*DIRECTIONS FOR THIS TASK*.
Pick every line from the data below that contains the string "exited" and copy it.
--- RECORDS Enclosed Below ---
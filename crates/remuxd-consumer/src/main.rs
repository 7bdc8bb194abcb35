//! Remux task consumer binary.

use tracing::{error, info};
use tracing_subscriber::{fmt, prelude::*, EnvFilter};

use remuxd_consumer::{Consumer, Settings};

#[tokio::main]
async fn main() {
    // Load environment variables
    dotenvy::dotenv().ok();

    // Initialize tracing with colored output for dev, JSON for production
    let use_json = std::env::var("LOG_FORMAT")
        .map(|v| v.to_lowercase() == "json")
        .unwrap_or(false);

    let env_filter = EnvFilter::from_default_env()
        .add_directive("remuxd_consumer=info".parse().unwrap())
        .add_directive("remuxd_media=info".parse().unwrap())
        .add_directive("remuxd_broker=info".parse().unwrap())
        .add_directive("lapin=warn".parse().unwrap());

    if use_json {
        tracing_subscriber::registry()
            .with(fmt::layer().json())
            .with(env_filter)
            .init();
    } else {
        tracing_subscriber::registry()
            .with(
                fmt::layer()
                    .with_ansi(true)
                    .with_target(true)
                    .with_thread_ids(false)
                    .with_file(false)
                    .with_line_number(false),
            )
            .with(env_filter)
            .init();
    }

    info!("Starting remuxd consumer");

    // Load configuration
    let settings = match Settings::load() {
        Ok(s) => s,
        Err(e) => {
            error!("Failed to load configuration: {}", e);
            std::process::exit(1);
        }
    };

    if settings.paths.is_empty() {
        error!("No categories configured; nothing could ever be processed");
        std::process::exit(1);
    }
    info!(
        categories = settings.paths.len(),
        queue = %settings.queues.tasks,
        "Configuration loaded"
    );

    // Connect and establish topology
    let consumer = match Consumer::connect(settings).await {
        Ok(c) => c,
        Err(e) => {
            error!("Failed to start consumer: {}", e);
            std::process::exit(1);
        }
    };

    // Run until shutdown signal or connection loss. Reconnection is
    // the supervisor's job: exit nonzero and let it restart us.
    if let Err(e) = consumer.run().await {
        error!("Consumer terminated: {}", e);
        std::process::exit(1);
    }
}
//! Media tracks and derived track selections.

use serde::{Deserialize, Serialize};

/// Kind of a media track inside a container.
#[derive(Debug, Clone, Copy, PartialEq, Eq, Hash, Serialize, Deserialize)]
#[serde(rename_all = "snake_case")]
pub enum TrackKind {
    Video,
    Audio,
    Subtitles,
    /// Anything the inspector reports that we do not act on (buttons, etc.).
    Other,
}

impl TrackKind {
    /// Map the inspector's `type` string to a kind.
    pub fn from_inspector(s: &str) -> Self {
        match s {
            "video" => TrackKind::Video,
            "audio" => TrackKind::Audio,
            "subtitles" => TrackKind::Subtitles,
            _ => TrackKind::Other,
        }
    }
}

/// One track of a media file, as reported by the container inspector.
///
/// Lifetime is one file's processing; tracks are never persisted.
#[derive(Debug, Clone, PartialEq, Eq, Serialize, Deserialize)]
pub struct Track {
    /// Track id used by the remux tool for selection.
    pub id: i64,

    /// Track kind.
    pub kind: TrackKind,

    /// ISO 639-2 language code, "und" when the container does not say.
    pub language: String,
}

impl Track {
    pub fn new(id: i64, kind: TrackKind, language: impl Into<String>) -> Self {
        Self {
            id,
            kind,
            language: language.into(),
        }
    }

    /// Whether this is an audio track in the given language.
    pub fn is_audio_in(&self, language: &str) -> bool {
        self.kind == TrackKind::Audio && self.language == language
    }
}

/// Track ids to keep when remuxing one file.
///
/// Derived once per file from its track list. `audio_ids` is non-empty
/// whenever the source has at least one audio track.
#[derive(Debug, Clone, Default, PartialEq, Eq)]
pub struct TrackSelection {
    pub video_ids: Vec<i64>,
    pub audio_ids: Vec<i64>,
    pub subtitle_ids: Vec<i64>,
}

impl TrackSelection {
    /// True when nothing would be kept at all.
    pub fn is_empty(&self) -> bool {
        self.video_ids.is_empty() && self.audio_ids.is_empty() && self.subtitle_ids.is_empty()
    }
}
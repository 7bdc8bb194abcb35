//! mkvmerge remux command builder and runner.

use std::path::{Path, PathBuf};
use std::process::Stdio;
use tokio::fs;
use tokio::process::Command;
use tracing::{debug, info, warn};

use remuxd_models::TrackSelection;

use crate::error::{MediaError, MediaResult};

/// mkvmerge's own convention: exit 1 means "completed with warnings"
/// and the output file is still usable.
const EXIT_WARNINGS: i32 = 1;

/// Result of a successful remux.
#[derive(Debug, Clone, PartialEq, Eq)]
pub enum RemuxOutcome {
    /// Tool exited cleanly.
    Clean,
    /// Tool exited with warnings; output kept.
    Warnings(String),
}

/// Builder for an mkvmerge remux invocation.
///
/// Writes to a hidden temporary sibling of the input so the original
/// is never touched until the remux has fully succeeded.
#[derive(Debug, Clone)]
pub struct MkvmergeCommand {
    input: PathBuf,
    output: PathBuf,
    selection: TrackSelection,
}

impl MkvmergeCommand {
    pub fn new(input: impl AsRef<Path>, selection: TrackSelection) -> Self {
        let input = input.as_ref().to_path_buf();
        let output = temp_sibling(&input);
        Self {
            input,
            output,
            selection,
        }
    }

    /// Temporary output path the remux writes to.
    pub fn output(&self) -> &Path {
        &self.output
    }

    /// Build the command arguments.
    ///
    /// Each track flag is omitted when its id list is empty; mkvmerge
    /// treats a missing flag as "keep everything of that kind".
    pub fn build_args(&self) -> Vec<String> {
        let mut args = vec![
            "-o".to_string(),
            self.output.to_string_lossy().into_owned(),
        ];

        if !self.selection.video_ids.is_empty() {
            args.push("--video-tracks".to_string());
            args.push(join_ids(&self.selection.video_ids));
        }

        if !self.selection.audio_ids.is_empty() {
            args.push("--audio-tracks".to_string());
            args.push(join_ids(&self.selection.audio_ids));
        }

        if !self.selection.subtitle_ids.is_empty() {
            args.push("--subtitle-tracks".to_string());
            args.push(join_ids(&self.selection.subtitle_ids));
        }

        args.push(self.input.to_string_lossy().into_owned());
        args
    }

    /// Run the remux and interpret the tool's exit code.
    ///
    /// On a fatal exit the temporary file is removed and the source is
    /// left untouched.
    pub async fn run(&self) -> MediaResult<RemuxOutcome> {
        which::which("mkvmerge").map_err(|_| MediaError::ToolNotFound)?;

        let args = self.build_args();
        debug!(input = %self.input.display(), "Running mkvmerge {}", args.join(" "));

        let output = Command::new("mkvmerge")
            .args(&args)
            .stdin(Stdio::null())
            .stdout(Stdio::piped())
            .stderr(Stdio::piped())
            .output()
            .await
            .map_err(|e| {
                MediaError::remux_failed(&self.input, format!("failed to launch mkvmerge: {e}"), None)
            })?;

        match output.status.code() {
            Some(0) => Ok(RemuxOutcome::Clean),
            Some(EXIT_WARNINGS) => {
                let text = String::from_utf8_lossy(&output.stdout).into_owned();
                warn!(input = %self.input.display(), "mkvmerge completed with warnings");
                Ok(RemuxOutcome::Warnings(text))
            }
            code => {
                let _ = fs::remove_file(&self.output).await;
                Err(MediaError::remux_failed(
                    &self.input,
                    String::from_utf8_lossy(&output.stderr).into_owned(),
                    code,
                ))
            }
        }
    }
}

/// Remux one file in place.
///
/// Runs the tool against a temporary sibling, then atomically renames
/// it over the original. A failed rename removes the temporary file
/// and fails the file, leaving the original intact.
pub async fn remux_file(path: impl AsRef<Path>, selection: TrackSelection) -> MediaResult<RemuxOutcome> {
    let path = path.as_ref();
    let cmd = MkvmergeCommand::new(path, selection);

    let outcome = cmd.run().await?;

    if let Err(e) = fs::rename(cmd.output(), path).await {
        let _ = fs::remove_file(cmd.output()).await;
        return Err(MediaError::replace_failed(path, e.to_string()));
    }

    info!(path = %path.display(), "Replaced original with remuxed file");
    Ok(outcome)
}

/// Hidden temporary sibling path: `/dir/.<name>.tmp.mkv`.
fn temp_sibling(input: &Path) -> PathBuf {
    let dir = input.parent().unwrap_or_else(|| Path::new("."));
    let name = input
        .file_name()
        .map(|n| n.to_string_lossy().into_owned())
        .unwrap_or_default();
    dir.join(format!(".{name}.tmp.mkv"))
}

fn join_ids(ids: &[i64]) -> String {
    ids.iter()
        .map(|id| id.to_string())
        .collect::<Vec<_>>()
        .join(",")
}

#[cfg(test)]
mod tests {
    use super::*;

    fn selection(video: &[i64], audio: &[i64], subtitles: &[i64]) -> TrackSelection {
        TrackSelection {
            video_ids: video.to_vec(),
            audio_ids: audio.to_vec(),
            subtitle_ids: subtitles.to_vec(),
        }
    }

    #[test]
    fn test_temp_sibling_naming() {
        let tmp = temp_sibling(Path::new("/media/tv/showA/ep1.mkv"));
        assert_eq!(tmp, Path::new("/media/tv/showA/.ep1.mkv.tmp.mkv"));
    }

    #[test]
    fn test_build_args_full_selection() {
        let cmd = MkvmergeCommand::new("/media/ep1.mkv", selection(&[0], &[1, 2], &[3]));
        let args = cmd.build_args();

        assert_eq!(
            args,
            vec![
                "-o",
                "/media/.ep1.mkv.tmp.mkv",
                "--video-tracks",
                "0",
                "--audio-tracks",
                "1,2",
                "--subtitle-tracks",
                "3",
                "/media/ep1.mkv",
            ]
        );
    }

    #[test]
    fn test_build_args_omits_empty_flags() {
        let cmd = MkvmergeCommand::new("/media/ep1.mkv", selection(&[0], &[1], &[]));
        let args = cmd.build_args();

        assert!(!args.contains(&"--subtitle-tracks".to_string()));
        assert!(args.contains(&"--video-tracks".to_string()));
        assert!(args.contains(&"--audio-tracks".to_string()));
    }

    #[test]
    fn test_build_args_input_is_last() {
        let cmd = MkvmergeCommand::new("/media/ep1.mkv", selection(&[0], &[1], &[]));
        let args = cmd.build_args();
        assert_eq!(args.last().unwrap(), "/media/ep1.mkv");
        assert_eq!(args[0], "-o");
    }

    #[tokio::test]
    async fn test_run_without_tool_or_bad_input_fails_per_file() {
        // Whatever the environment, a remux of a nonexistent path must
        // surface a MediaError rather than panic.
        let cmd = MkvmergeCommand::new("/nonexistent/ep1.mkv", selection(&[0], &[1], &[]));
        assert!(cmd.run().await.is_err());
    }
}
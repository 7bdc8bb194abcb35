//! Broker error types and classification.

use thiserror::Error;

/// Result type for broker operations.
pub type BrokerResult<T> = Result<T, BrokerError>;

/// Errors from the broker gateway.
#[derive(Debug, Error)]
pub enum BrokerError {
    #[error("Connection failed: {0}")]
    ConnectionFailed(String),

    #[error("Topology setup failed: {0}")]
    TopologyFailed(String),

    #[error("Publish failed: {0}")]
    PublishFailed(String),

    #[error("AMQP error: {0}")]
    Amqp(#[from] lapin::Error),

    #[error("JSON error: {0}")]
    Json(#[from] serde_json::Error),
}

/// Closed classification of broker failures.
///
/// Call sites branch on this instead of inspecting reason strings.
#[derive(Debug, Clone, Copy, PartialEq, Eq)]
pub enum ErrorClass {
    /// Worth retrying or surviving (soft AMQP errors, IO hiccups).
    Transient,
    /// An entity exists with different arguments (AMQP 406).
    ConfigConflict,
    /// Protocol-level or unrecoverable failure.
    Fatal,
}

impl BrokerError {
    pub fn connection_failed(msg: impl Into<String>) -> Self {
        Self::ConnectionFailed(msg.into())
    }

    pub fn topology_failed(msg: impl Into<String>) -> Self {
        Self::TopologyFailed(msg.into())
    }

    /// Classify this error.
    pub fn class(&self) -> ErrorClass {
        match self {
            BrokerError::Amqp(err) => classify_amqp(err),
            BrokerError::ConnectionFailed(_) => ErrorClass::Fatal,
            BrokerError::TopologyFailed(_) => ErrorClass::Fatal,
            BrokerError::PublishFailed(_) => ErrorClass::Transient,
            BrokerError::Json(_) => ErrorClass::Fatal,
        }
    }

    pub fn is_config_conflict(&self) -> bool {
        self.class() == ErrorClass::ConfigConflict
    }
}

/// Classify a lapin error, preferring the structured AMQP error code
/// over reason strings.
///
/// Reason substrings are a last resort; brokers do not keep them
/// stable across versions.
fn classify_amqp(err: &lapin::Error) -> ErrorClass {
    use lapin::protocol::{AMQPErrorKind, AMQPSoftError};

    match err {
        lapin::Error::ProtocolError(amqp) => match amqp.kind() {
            AMQPErrorKind::Soft(AMQPSoftError::PRECONDITIONFAILED) => ErrorClass::ConfigConflict,
            AMQPErrorKind::Soft(_) => ErrorClass::Transient,
            AMQPErrorKind::Hard(_) => ErrorClass::Fatal,
        },
        lapin::Error::IOError(_) => ErrorClass::Transient,
        other => {
            let text = other.to_string();
            if text.contains("PRECONDITION_FAILED") || text.contains("inequivalent arg") {
                ErrorClass::ConfigConflict
            } else {
                ErrorClass::Fatal
            }
        }
    }
}
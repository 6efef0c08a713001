//! Prometheus Metrics Definitions
//!
//! Metrics for the read API, the cache and ingestion, exposed on `/metrics`
//! for Prometheus scraping.

use axum::{http::StatusCode, response::IntoResponse};
use once_cell::sync::Lazy;
use prometheus::{
    register_counter_vec, register_gauge, register_histogram_vec, CounterVec, Encoder, Gauge,
    HistogramVec, TextEncoder,
};

use orders_storage::CacheStats;

use crate::error::{ApiError, ApiResult};

/// HTTP request latency buckets (seconds)
/// Covers: 1ms, 5ms, 10ms, 25ms, 50ms, 100ms, 250ms, 500ms, 1s, 2.5s, 5s, 10s
const HTTP_LATENCY_BUCKETS: &[f64] = &[
    0.001, 0.005, 0.010, 0.025, 0.050, 0.100, 0.250, 0.500, 1.0, 2.5, 5.0, 10.0,
];

/// Global metrics instance - initialized once on first use
pub static METRICS: Lazy<ApiResult<OrdersMetrics>> = Lazy::new(OrdersMetrics::new);

fn registration_error(name: &str, err: prometheus::Error) -> ApiError {
    ApiError::internal_error(format!("Failed to register {}: {}", name, err))
}

/// Container for all service metrics.
#[derive(Clone)]
pub struct OrdersMetrics {
    /// HTTP request counter - labels: method, path, status
    pub http_requests_total: CounterVec,

    /// HTTP request duration histogram - labels: method, path
    pub http_request_duration_seconds: HistogramVec,

    /// Ingestion outcomes - labels: outcome
    pub ingest_messages_total: CounterVec,

    /// Read path cache lookups - labels: result (hit/miss)
    pub cache_lookups_total: CounterVec,

    /// Orders currently held in the cache
    pub cache_entries: Gauge,

    /// New keys the cache turned away since boot
    pub cache_rejected: Gauge,
}

impl OrdersMetrics {
    /// Create and register all metrics with the default Prometheus registry.
    pub fn new() -> ApiResult<Self> {
        Ok(Self {
            http_requests_total: register_counter_vec!(
                "orders_http_requests_total",
                "Total number of HTTP requests",
                &["method", "path", "status"]
            )
            .map_err(|e| registration_error("http_requests_total", e))?,

            http_request_duration_seconds: register_histogram_vec!(
                "orders_http_request_duration_seconds",
                "HTTP request duration in seconds",
                &["method", "path"],
                HTTP_LATENCY_BUCKETS.to_vec()
            )
            .map_err(|e| registration_error("http_request_duration_seconds", e))?,

            ingest_messages_total: register_counter_vec!(
                "orders_ingest_messages_total",
                "Broker messages handled by ingestion, by outcome",
                &["outcome"]
            )
            .map_err(|e| registration_error("ingest_messages_total", e))?,

            cache_lookups_total: register_counter_vec!(
                "orders_cache_lookups_total",
                "Order cache lookups on the read path",
                &["result"]
            )
            .map_err(|e| registration_error("cache_lookups_total", e))?,

            cache_entries: register_gauge!(
                "orders_cache_entries",
                "Current number of cached orders"
            )
            .map_err(|e| registration_error("cache_entries", e))?,

            cache_rejected: register_gauge!(
                "orders_cache_rejected",
                "New orders not cached because the cache was full"
            )
            .map_err(|e| registration_error("cache_rejected", e))?,
        })
    }

    /// Record an HTTP request.
    pub fn record_http_request(&self, method: &str, path: &str, status: u16, duration_secs: f64) {
        let status_str = status.to_string();
        self.http_requests_total
            .with_label_values(&[method, path, status_str.as_str()])
            .inc();
        self.http_request_duration_seconds
            .with_label_values(&[method, path])
            .observe(duration_secs);
    }

    /// Record one ingestion outcome, e.g. `persisted` or `skipped`.
    pub fn record_ingest(&self, outcome: &str) {
        self.ingest_messages_total
            .with_label_values(&[outcome])
            .inc();
    }

    pub fn record_cache_lookup(&self, hit: bool) {
        let result = if hit { "hit" } else { "miss" };
        self.cache_lookups_total.with_label_values(&[result]).inc();
    }

    pub fn set_cache_stats(&self, stats: &CacheStats) {
        self.cache_entries.set(stats.entry_count as f64);
        self.cache_rejected.set(stats.rejected as f64);
    }
}

/// Handler for GET /metrics endpoint.
///
/// Returns Prometheus text format metrics.
#[utoipa::path(
    get,
    path = "/metrics",
    tag = "Observability",
    responses(
        (status = 200, description = "Prometheus metrics in text format", content_type = "text/plain"),
        (status = 500, description = "Failed to encode metrics"),
    ),
)]
pub async fn metrics_handler() -> impl IntoResponse {
    // Registers the service families on the first scrape.
    if let Err(e) = METRICS.as_ref() {
        tracing::warn!(error = %e, "Service metrics unavailable");
    }

    let encoder = TextEncoder::new();
    let metric_families = prometheus::gather();
    let mut buffer = Vec::new();

    match encoder.encode(&metric_families, &mut buffer) {
        Ok(_) => (
            StatusCode::OK,
            [("content-type", "text/plain; version=0.0.4; charset=utf-8")],
            buffer,
        ),
        Err(e) => {
            tracing::error!(error = %e, "Failed to encode metrics");
            (
                StatusCode::INTERNAL_SERVER_ERROR,
                [("content-type", "text/plain")],
                format!("Failed to encode metrics: {}", e).into_bytes(),
            )
        }
    }
}

#[cfg(test)]
mod tests {
    use super::*;

    fn metrics() -> Result<&'static OrdersMetrics, String> {
        METRICS
            .as_ref()
            .map_err(|e| format!("Metrics init failed: {}", e.message))
    }

    #[test]
    fn test_record_http_request() -> Result<(), String> {
        let m = metrics()?;
        let before = m
            .http_requests_total
            .with_label_values(&["GET", "/test/metrics", "200"])
            .get();
        m.record_http_request("GET", "/test/metrics", 200, 0.015);
        let after = m
            .http_requests_total
            .with_label_values(&["GET", "/test/metrics", "200"])
            .get();
        assert_eq!(after - before, 1.0);
        Ok(())
    }

    #[test]
    fn test_record_ingest_outcomes() -> Result<(), String> {
        let m = metrics()?;
        let before = m.ingest_messages_total.with_label_values(&["test_outcome"]).get();
        m.record_ingest("test_outcome");
        m.record_ingest("test_outcome");
        let after = m.ingest_messages_total.with_label_values(&["test_outcome"]).get();
        assert_eq!(after - before, 2.0);
        Ok(())
    }

    #[test]
    fn test_cache_metrics() -> Result<(), String> {
        let m = metrics()?;
        m.record_cache_lookup(true);
        m.record_cache_lookup(false);
        assert!(m.cache_lookups_total.with_label_values(&["hit"]).get() >= 1.0);
        assert!(m.cache_lookups_total.with_label_values(&["miss"]).get() >= 1.0);
        Ok(())
    }

    #[tokio::test]
    async fn test_metrics_handler_lists_families() -> Result<(), String> {
        metrics()?.record_ingest("persisted");
        let response = metrics_handler().await.into_response();
        assert_eq!(response.status(), StatusCode::OK);

        let text = TextEncoder::new()
            .encode_to_string(&prometheus::gather())
            .map_err(|e| e.to_string())?;
        assert!(text.contains("orders_cache_entries"));
        assert!(text.contains("orders_cache_rejected"));
        Ok(())
    }
}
--- End of Enclosed RECORDS ---
*EXPECTED ANSWER*.
    /// Tool exited cleanly.
    /// Tool exited with warnings; output kept.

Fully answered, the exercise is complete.